At rest, recordings of multiunit MSNA (n = 8) were obtained with microelectrodes inserted into the peroneal nerve (44). MSNA was characterized by pulse-synchronous bursts, and the minimum requirement for signal-to-noise ratio was 3:1. The neural signals were amplified (95.5 × 103), filtered (bandwidth, 700–2,000 Hz), rectified, and integrated (time constant, 0.1 s) to obtain a mean voltage neurogram. After stabilization, the MSNA recordings were obtained in blocks of 6 min. The MSNA activity registered during the first 6 min of infusion was similar to that obtained between the 18th and the 24th min of ATP infusion, suggesting that a steady MSNA response to the ATP infusion was achieved during the resting experiments. Analysis of the neurograms was performed blinded (i.e., digital records were coded and scored without knowledge of infusion). MSNA was expressed as the number of bursts per minute (burst frequency), number of bursts per hundred heart beats (100 RR) (burst incidence), and as mean burst amplitude (setting the noise level to 1 unit, the burst amplitude was expressed as a signal/noise unit) × bursts per minute (total activity).
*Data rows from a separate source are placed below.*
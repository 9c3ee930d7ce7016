use std::{collections::HashMap, fmt, num::NonZeroU32, rc::Rc};

use crate::types::well_known;

/// A handle to an interned identifier. To retrieve its text, use
/// [`Interner::get`].
#[derive(Copy, Clone, PartialEq, Eq, PartialOrd, Ord, Hash)]
pub struct Interned(NonZeroU32);

impl Interned {
    pub(crate) const fn from_index(index: u32) -> Interned {
        match NonZeroU32::new(index + 1) {
            Some(handle) => Interned(handle),
            None => panic!("interned handle overflow"),
        }
    }

    fn index(self) -> usize {
        self.0.get() as usize - 1
    }
}

impl fmt::Debug for Interned {
    fn fmt(&self, f: &mut fmt::Formatter<'_>) -> fmt::Result {
        write!(f, "Interned({})", self.0)
    }
}

/// Deduplicates identifier text for one compilation.
///
/// A fresh interner already holds every name in [`well_known::ALL`], at the
/// handles those constants expect.
pub struct Interner {
    map: HashMap<Rc<str>, Interned>,
    vec: Vec<Rc<str>>,
}

impl Interner {
    pub fn with_capacity(capacity: usize) -> Interner {
        let mut interner = Interner {
            map: HashMap::with_capacity(capacity),
            vec: Vec::with_capacity(capacity),
        };
        for &(expected, name) in well_known::ALL {
            let handle = interner.intern(name);
            debug_assert_eq!(handle, expected);
        }
        interner
    }

    pub fn len(&self) -> usize {
        self.vec.len()
    }

    pub fn is_empty(&self) -> bool {
        self.vec.is_empty()
    }

    /// Interns the provided text, returning a handle which can be used to
    /// retrieve it later.
    pub fn intern(&mut self, text: &str) -> Interned {
        if let Some(&handle) = self.map.get(text) {
            return handle;
        }
        let index = u32::try_from(self.vec.len()).unwrap_or(u32::MAX - 1);
        let handle = Interned::from_index(index);
        let key: Rc<str> = Rc::from(text);
        self.vec.push(Rc::clone(&key));
        self.map.insert(key, handle);
        handle
    }

    /// Returns the text for the provided handle. Panics if it was produced by
    /// another interner.
    pub fn get(&self, handle: Interned) -> &str {
        &self.vec[handle.index()]
    }
}

impl Default for Interner {
    fn default() -> Self {
        Interner::with_capacity(128)
    }
}

impl fmt::Debug for Interner {
    fn fmt(&self, f: &mut fmt::Formatter<'_>) -> fmt::Result {
        let mut map = f.debug_map();
        for (i, text) in self.vec.iter().enumerate() {
            map.entry(&(i + 1), text);
        }
        map.finish()
    }
}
Leg vascular conductance was calculated as the quotient between leg blood flow and the pressure difference between the femoral artery and the femoral vein.
Blood samples and analytical procedures.
Blood was sampled anaerobically in heparinized syringes and immediately analyzed for hemoglobin (Hb), O2 saturation (OSM3 hemoxymeter; Radiometer, Copenhagen, Denmark), blood pH, CO2, and O2 tension (model ABL700; Radiometer). Femoral venous blood was also measured with the Radiometer ABL7000. Blood gases were corrected for measured femoral vein blood temperature. Blood O2 content (CaO2 and CvO2) was computed from the saturation and Hb concentration ([Hb]), i.e., (1.34 × [Hb] × So2) + (0.003 × Po2).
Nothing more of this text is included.